Die Klägerin hatte gemeinsam mit ihrem Ehemann am 28. April 2000 für das Kalenderjahr 1998 eine Einkommensteuererklärung eingereicht und hierbei die Zusammenveranlagung beantragt. Das Finanzamt ... erließ daraufhin unter dem Datum vom 26. Januar 2001 einen Einkommensteuerbescheid 1998. Der Abrechnungsteil des Bescheides weist Tilgungsbeträge hinsichtlich der Einkommensteuer in Höhe von 59.360,-- DM und hinsichtlich des Solidaritätszuschlags in Höhe von 3.264,-- DM aus. Diese Beträge beruhten alleinig auf Zahlungen, die die Klägerin erbracht hatte. Mit Schreiben ihres Prozessbevollmächtigten vom 1. Februar 2001 legte die Klägerin gegen den Einkommensteuerbescheid 1998 Einspruch ein und beantragte die getrennte Veranlagung.
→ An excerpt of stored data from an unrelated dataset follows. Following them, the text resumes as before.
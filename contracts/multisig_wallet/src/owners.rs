//! Insertion-ordered owner registry kept in instance storage.
//!
//! `add` and `remove` are only reached from proposal dispatch; nothing outside
//! the quorum path mutates the committee.

use soroban_sdk::{Address, Env, Vec};

use crate::errors::MultisigError;
use crate::events::{OwnerAdded, OwnerRemoved};
use crate::types::DataKey;

pub fn init(env: &Env, owners: &Vec<Address>) -> Result<(), MultisigError> {
    if owners.is_empty() {
        return Err(MultisigError::EmptyOwnersList);
    }

    let mut registry: Vec<Address> = Vec::new(env);
    for owner in owners.iter() {
        if registry.contains(&owner) {
            return Err(MultisigError::DuplicateOwner);
        }
        registry.push_back(owner);
    }

    env.storage().instance().set(&DataKey::Owners, &registry);
    Ok(())
}

pub fn list(env: &Env) -> Vec<Address> {
    env.storage()
        .instance()
        .get(&DataKey::Owners)
        .unwrap_or(Vec::new(env))
}

pub fn count(env: &Env) -> u32 {
    list(env).len()
}

pub fn contains(env: &Env, id: &Address) -> bool {
    list(env).contains(id)
}

pub fn add(env: &Env, candidate: &Address) -> Result<(), MultisigError> {
    let mut owners = list(env);
    if owners.contains(candidate) {
        return Err(MultisigError::DuplicateOwner);
    }

    owners.push_back(candidate.clone());
    env.storage().instance().set(&DataKey::Owners, &owners);

    OwnerAdded {
        owner: candidate.clone(),
    }
    .publish(env);
    Ok(())
}

pub fn remove(env: &Env, existing: &Address) -> Result<(), MultisigError> {
    let mut owners = list(env);
    let position = owners
        .first_index_of(existing)
        .ok_or(MultisigError::UnknownOwner)?;

    // The committee must always be able to reach a quorum.
    if owners.len() == 1 {
        return Err(MultisigError::LastOwner);
    }

    owners.remove(position);
    env.storage().instance().set(&DataKey::Owners, &owners);

    OwnerRemoved {
        owner: existing.clone(),
    }
    .publish(env);
    Ok(())
}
Bereits zuvor hatte die Klägerin mit Schreiben ihres Prozessbevollmächtigten vom 1. September 1997 und vom 5. September 1997 für die zurückliegenden Veranlagungszeiträume 1980 bis 1983 sowie für das Kalenderjahr 1993 getrennte Veranlagung beantragt bzw. den Antrag auf Aufteilung der rückständigen Einkommensteuerschuld gestellt (vgl. Einkommensteuerakten des Herrn W. K. Band XVI betreffend das Jahr 1994 und Einkommensteuerakten der Klägerin Band I).
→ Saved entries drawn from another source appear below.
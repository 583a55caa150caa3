use soroban_sdk::{contractevent, Address, Bytes};

use crate::types::ProposalKind;

#[contractevent]
#[derive(Clone, Debug, Eq, PartialEq)]
pub struct Deposit {
    #[topic]
    pub sender: Address,
    pub amount: i128,
    pub balance: i128,
}

#[contractevent]
#[derive(Clone, Debug, Eq, PartialEq)]
pub struct SubmitTransaction {
    #[topic]
    pub index: u64,
    pub kind: ProposalKind,
    pub target: Address,
    pub value: i128,
    pub token_address: Option<Address>,
    pub amount_or_token_id: i128,
    pub proposer: Address,
    pub payload: Bytes,
}

#[contractevent]
#[derive(Clone, Debug, Eq, PartialEq)]
pub struct ConfirmTransaction {
    #[topic]
    pub owner: Address,
    #[topic]
    pub index: u64,
}

/// `owner` is the owner whose confirmation completed the quorum.
#[contractevent]
#[derive(Clone, Debug, Eq, PartialEq)]
pub struct ExecuteTransaction {
    #[topic]
    pub index: u64,
    pub kind: ProposalKind,
    pub target: Address,
    pub value: i128,
    pub token_address: Option<Address>,
    pub amount_or_token_id: i128,
    pub owner: Address,
    pub payload: Bytes,
}

#[contractevent]
#[derive(Clone, Debug, Eq, PartialEq)]
pub struct OwnerAdded {
    #[topic]
    pub owner: Address,
}

#[contractevent]
#[derive(Clone, Debug, Eq, PartialEq)]
pub struct OwnerRemoved {
    #[topic]
    pub owner: Address,
}

#[contractevent]
#[derive(Clone, Debug, Eq, PartialEq)]
pub struct BatchTransferExecuted {
    #[topic]
    pub recipient: Address,
    pub token_address: Option<Address>,
    pub value: i128,
    pub token_id: u128,
}
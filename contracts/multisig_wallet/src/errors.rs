use soroban_sdk::contracterror;

#[contracterror]
#[derive(Copy, Clone, Debug, Eq, PartialEq, PartialOrd, Ord)]
#[repr(u32)]
pub enum MultisigError {
    NotInitialized = 1,
    AlreadyInitialized = 2,
    EmptyOwnersList = 3,
    NotOwner = 4,
    DuplicateOwner = 5,
    UnknownOwner = 6,
    LastOwner = 7,
    UnknownProposal = 8,
    AlreadyConfirmed = 9,
    AlreadyExecuted = 10,
    InvalidProposal = 11,
    MalformedPayload = 12,
    EmptyBatch = 13,
    InvalidAmount = 14,
    TransferFailed = 15,
    CallFailed = 16,
}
Mit Schreiben vom 8. September 1997 hatte der Prozessbevollmächtigte der Klägerin noch für beide Eheleute den Antrag auf Neufestsetzung der Einkommensteuervorauszahlungen ab 3. Quartal 1997 gestellt (vgl. Einkommensteuerakten des Herrn W. K. Band XVII betreffend das Jahr 1995).
Das Finanzamt ... entsprach dem Antrag auf getrennte Veranlagung mit Einkommensteuerbescheid 1998 vom 29. Mai 2001. Auf den Einspruch gegen das Leistungsgebot aus diesem Bescheid erließ die Finanzkasse beim Beklagten unter dem Datum vom 17. Juli 2001 eine berichtigte Abrechnung zum Einkommensteuerbescheid, indem sie die Einkommensteuervorauszahlungen für 1998 zu je ½ den Eheleuten zurechnete (Bl. 10 f. des Hefters "Abrechnungsbescheid ESt 1998"). Unter Berücksichtigung einer von der Klägerin geleisteten Scheckzahlung vom 28. Februar 2001 in Höhe von 42.718,57 DM, die ebenfalls allein ihrem Steuerkonto (Einkommensteuer 37.297,-- DM, und Solidaritätszuschlag 2.050,67 DM sowie ev. Kirchensteuer) zugeführt wurden, ergab dies Tilgungsleistungen hinsichtlich der Einkommensteuer in Höhe von 66.9776,-- DM und hinsichtlich des Solidaritätszuschlages in Höhe von 3.682,67 DM.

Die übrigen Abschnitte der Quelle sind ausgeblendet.